I’m going to take several courses about Data Science at my University. It’s a fast moving industry where a lot of innovation happens, which is why I’m excited to learn about it.
In order to prepare for my lectures, I decided to take a crash course. I took a course from Santiago Valdarrama, because he has been in the field for many years. Santiago also writes a lot on his Twitter, which are incredible insights about the workflow and evolution in Data Science / ML. I will probably write another article about this in the future.
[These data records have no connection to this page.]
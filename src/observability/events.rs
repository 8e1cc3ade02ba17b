//! Machine-readable record of a play session.
//!
//! With `--events-file`, every round start, judgement, difficulty step and
//! restart is appended as one JSON line. Lines carry a `sequence` number
//! starting at 0, so a reader can spot gaps left by failed writes.

use std::io::{BufWriter, Write};
use std::path::Path;
use std::sync::Mutex;
use std::sync::atomic::{AtomicU64, Ordering};

use chrono::{DateTime, Utc};
use serde::Serialize;

use crate::game::Outcome;

// ---------------------------------------------------------------------------
// Event variants
// ---------------------------------------------------------------------------

/// Why a session ended.
#[derive(Debug, Clone, Copy, PartialEq, Eq, Serialize)]
#[serde(rename_all = "snake_case")]
pub enum StopReason {
    /// The player asked to quit.
    Quit,
    /// The input stream closed.
    EndOfInput,
    /// A shutdown signal arrived.
    Cancelled,
}

impl std::fmt::Display for StopReason {
    fn fmt(&self, f: &mut std::fmt::Formatter<'_>) -> std::fmt::Result {
        let s = match self {
            Self::Quit => "quit",
            Self::EndOfInput => "end of input",
            Self::Cancelled => "cancelled",
        };
        f.write_str(s)
    }
}

/// A discrete event emitted during a `TypeRush` session.
///
/// Serialized with the variant name in a `"type"` field.
#[derive(Debug, Clone, Serialize)]
#[serde(tag = "type")]
pub enum Event {
    /// The session is ready and the first round is about to start.
    SessionStarted {
        /// When the session started.
        timestamp: DateTime<Utc>,
        /// Number of phrases in the catalog.
        catalog_size: usize,
    },

    /// A phrase was shown and its countdown started.
    RoundStarted {
        /// When the round started.
        timestamp: DateTime<Utc>,
        /// Round sequence number within the session.
        round: u64,
        /// Level at the start of the round.
        level: u32,
        /// Phrase the player has to type.
        phrase: String,
        /// Countdown length in seconds.
        time_budget_secs: u32,
    },

    /// A round was judged.
    RoundResolved {
        /// When the round was judged.
        timestamp: DateTime<Utc>,
        /// Round sequence number within the session.
        round: u64,
        /// How the round ended.
        outcome: Outcome,
        /// Seconds spent before the answer.
        elapsed_secs: u32,
        /// Level after the transition.
        level: u32,
        /// Streak after the transition.
        streak: u32,
    },

    /// The per-round time budget shrank.
    DifficultyIncreased {
        /// When the budget changed.
        timestamp: DateTime<Utc>,
        /// Level that triggered the step.
        level: u32,
        /// New budget in seconds.
        time_budget_secs: u32,
    },

    /// The player restarted from level 1.
    SessionRestarted {
        /// When the restart happened.
        timestamp: DateTime<Utc>,
        /// Level reached before the restart.
        previous_level: u32,
    },

    /// The session ended.
    SessionEnded {
        /// When the session ended.
        timestamp: DateTime<Utc>,
        /// Why it ended.
        reason: StopReason,
        /// Rounds judged over the whole session.
        rounds_played: u64,
        /// Highest level reached, across restarts.
        highest_level: u32,
    },
}

// ---------------------------------------------------------------------------
// Envelope
// ---------------------------------------------------------------------------

/// An [`Event`] plus its position in the stream.
#[derive(Debug, Serialize)]
struct EventEnvelope {
    /// Position in the stream, from 0.
    sequence: u64,
    #[serde(flatten)]
    event: Event,
}

// ---------------------------------------------------------------------------
// Emitter
// ---------------------------------------------------------------------------

/// JSONL writer shared by the session.
///
/// Write errors are swallowed: a full disk must not end a game. The
/// sequence number still advances, which leaves a visible gap.
pub struct EventEmitter {
    writer: Mutex<BufWriter<Box<dyn Write + Send>>>,
    sequence: AtomicU64,
}

// Box<dyn Write> is not Debug.
impl std::fmt::Debug for EventEmitter {
    fn fmt(&self, f: &mut std::fmt::Formatter<'_>) -> std::fmt::Result {
        f.debug_struct("EventEmitter")
            .field("sequence", &self.sequence.load(Ordering::Relaxed))
            .finish_non_exhaustive()
    }
}

impl EventEmitter {
    /// Emitter over any writer.
    #[must_use]
    pub fn new(writer: Box<dyn Write + Send>) -> Self {
        Self {
            writer: Mutex::new(BufWriter::new(writer)),
            sequence: AtomicU64::new(0),
        }
    }

    /// Emitter that discards everything.
    ///
    /// The default when no events file is requested; stdout belongs to the
    /// game display.
    #[must_use]
    pub fn noop() -> Self {
        Self::new(Box::new(std::io::sink()))
    }

    /// Emitter truncating and writing `path`.
    ///
    /// # Errors
    ///
    /// Returns the error from creating the file.
    pub fn from_file(path: &Path) -> std::io::Result<Self> {
        let file = std::fs::File::create(path)?;
        Ok(Self::new(Box::new(file)))
    }

    /// Appends `event` as one line and flushes.
    ///
    /// Failures are silently dropped.
    pub fn emit(&self, event: Event) {
        let sequence = self.sequence.fetch_add(1, Ordering::SeqCst);
        let Ok(line) = serde_json::to_string(&EventEnvelope { sequence, event }) else {
            return;
        };
        if let Ok(mut w) = self.writer.lock() {
            let _ = writeln!(w, "{line}").and_then(|()| w.flush());
        }
    }
}

// ---------------------------------------------------------------------------
// Tests
// ---------------------------------------------------------------------------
Unfortunately, I couldn’t find his course again, so I can’t provide a link. It seems like the course was a one-time event. But here are my take aways:
How do I get started?
- many positions/career paths possible
- researcher
- data analyst
- data scientist
- MLops engineer (like Devops, but for ML)
- ML Engineer
- you don’t really “transition” to ML, you add it to your skillset
- take advantage of existing work
- focus on practical aspects of ML→ don’t need to understand them fully, understand them step-by-step
- there is always a better way, focus on providing value
- is still a new field, ML is mostly happening at academia→ Practical Information is still scarce!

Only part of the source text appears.